» What you will do
A verbatim reprint of the records below is what this exercise asks for.

» Task inputs

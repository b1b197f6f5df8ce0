use serde::{Deserialize, Serialize};

/// A cell coordinate in pixels (top-left corner of the cell).
#[derive(Debug, Clone, Copy, PartialEq, Eq, Hash, Serialize, Deserialize)]
pub struct Point {
    pub x: i32,
    pub y: i32,
}

impl Point {
    #[must_use]
    pub const fn new(x: i32, y: i32) -> Self {
        Self { x, y }
    }

    /// Neighbouring cell `step` pixels away in `direction`.
    #[must_use]
    pub const fn moved(self, direction: Direction, step: i32) -> Self {
        let (dx, dy) = direction.delta();
        Self {
            x: self.x + dx * step,
            y: self.y + dy * step,
        }
    }

    #[must_use]
    pub const fn manhattan_distance(self, other: Point) -> u32 {
        self.x.abs_diff(other.x) + self.y.abs_diff(other.y)
    }
}

/// Absolute heading of the snake.
#[derive(Debug, Default, Clone, Copy, PartialEq, Eq, Hash, Serialize, Deserialize)]
pub enum Direction {
    #[default]
    Right,
    Down,
    Left,
    Up,
}

impl Direction {
    /// Headings in clockwise order.
    pub const CLOCKWISE: [Direction; 4] = [
        Direction::Right,
        Direction::Down,
        Direction::Left,
        Direction::Up,
    ];

    const fn clockwise_index(self) -> usize {
        match self {
            Direction::Right => 0,
            Direction::Down => 1,
            Direction::Left => 2,
            Direction::Up => 3,
        }
    }

    /// Unit step in screen coordinates (y grows downward).
    #[must_use]
    pub const fn delta(self) -> (i32, i32) {
        match self {
            Direction::Right => (1, 0),
            Direction::Down => (0, 1),
            Direction::Left => (-1, 0),
            Direction::Up => (0, -1),
        }
    }

    /// Heading after applying a relative turn.
    #[must_use]
    pub const fn turned(self, turn: Turn) -> Self {
        let index = self.clockwise_index();
        let index = match turn {
            Turn::Straight => index,
            Turn::Right => (index + 1) % 4,
            Turn::Left => (index + 3) % 4,
        };
        Self::CLOCKWISE[index]
    }
}

/// Relative move requested by a snake policy.
#[derive(Debug, Default, Clone, Copy, PartialEq, Eq, Hash, Serialize, Deserialize)]
pub enum Turn {
    #[default]
    Straight,
    Right,
    Left,
}

impl Turn {
    /// All turns in score-vector order.
    pub const ALL: [Turn; 3] = [Turn::Straight, Turn::Right, Turn::Left];

    #[must_use]
    pub const fn index(self) -> usize {
        match self {
            Turn::Straight => 0,
            Turn::Right => 1,
            Turn::Left => 2,
        }
    }
}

» Exercise result
repository b1b197f6f5df8ce0
use serde::{Deserialize, Serialize};

/// A cell coordinate in pixels (top-left corner of the cell).
#[derive(Debug, Clone, Copy, PartialEq, Eq, Hash, Serialize, Deserialize)]
pub struct Point {
    pub x: i32,
    pub y: i32,
}

impl Point {
    #[must_use]
    pub const fn new(x: i32, y: i32) -> Self {
        Self { x, y }
    }

    /// Neighbouring cell `step` pixels away in `direction`.
    #[must_use]
    pub const fn moved(self, direction: Direction, step: i32) -> Self {
        let (dx, dy) = direction.delta();
        Self {
            x: self.x + dx * step,
            y: self.y + dy * step,
        }
    }

    #[must_use]
    pub const fn manhattan_distance(self, other: Point) -> u32 {
        self.x.abs_diff(other.x) + self.y.abs_diff(other.y)
    }
}

/// Absolute heading of the snake.
#[derive(Debug, Default, Clone, Copy, PartialEq, Eq, Hash, Serialize, Deserialize)]
pub enum Direction {
    #[default]
    Right,
    Down,
    Left,
    Up,
}

impl Direction {
    /// Headings in clockwise order.
    pub const CLOCKWISE: [Direction; 4] = [
        Direction::Right,
        Direction::Down,
        Direction::Left,
        Direction::Up,
    ];

    const fn clockwise_index(self) -> usize {
        match self {
            Direction::Right => 0,
            Direction::Down => 1,
            Direction::Left => 2,
            Direction::Up => 3,
        }
    }

    /// Unit step in screen coordinates (y grows downward).
    #[must_use]
    pub const fn delta(self) -> (i32, i32) {
        match self {
            Direction::Right => (1, 0),
            Direction::Down => (0, 1),
            Direction::Left => (-1, 0),
            Direction::Up => (0, -1),
        }
    }

    /// Heading after applying a relative turn.
    #[must_use]
    pub const fn turned(self, turn: Turn) -> Self {
        let index = self.clockwise_index();
        let index = match turn {
            Turn::Straight => index,
            Turn::Right => (index + 1) % 4,
            Turn::Left => (index + 3) % 4,
        };
        Self::CLOCKWISE[index]
    }
}

/// Relative move requested by a snake policy.
#[derive(Debug, Default, Clone, Copy, PartialEq, Eq, Hash, Serialize, Deserialize)]
pub enum Turn {
    #[default]
    Straight,
    Right,
    Left,
}

impl Turn {
    /// All turns in score-vector order.
    pub const ALL: [Turn; 3] = [Turn::Straight, Turn::Right, Turn::Left];

    #[must_use]
    pub const fn index(self) -> usize {
        match self {
            Turn::Straight => 0,
            Turn::Right => 1,
            Turn::Left => 2,
        }
    }
}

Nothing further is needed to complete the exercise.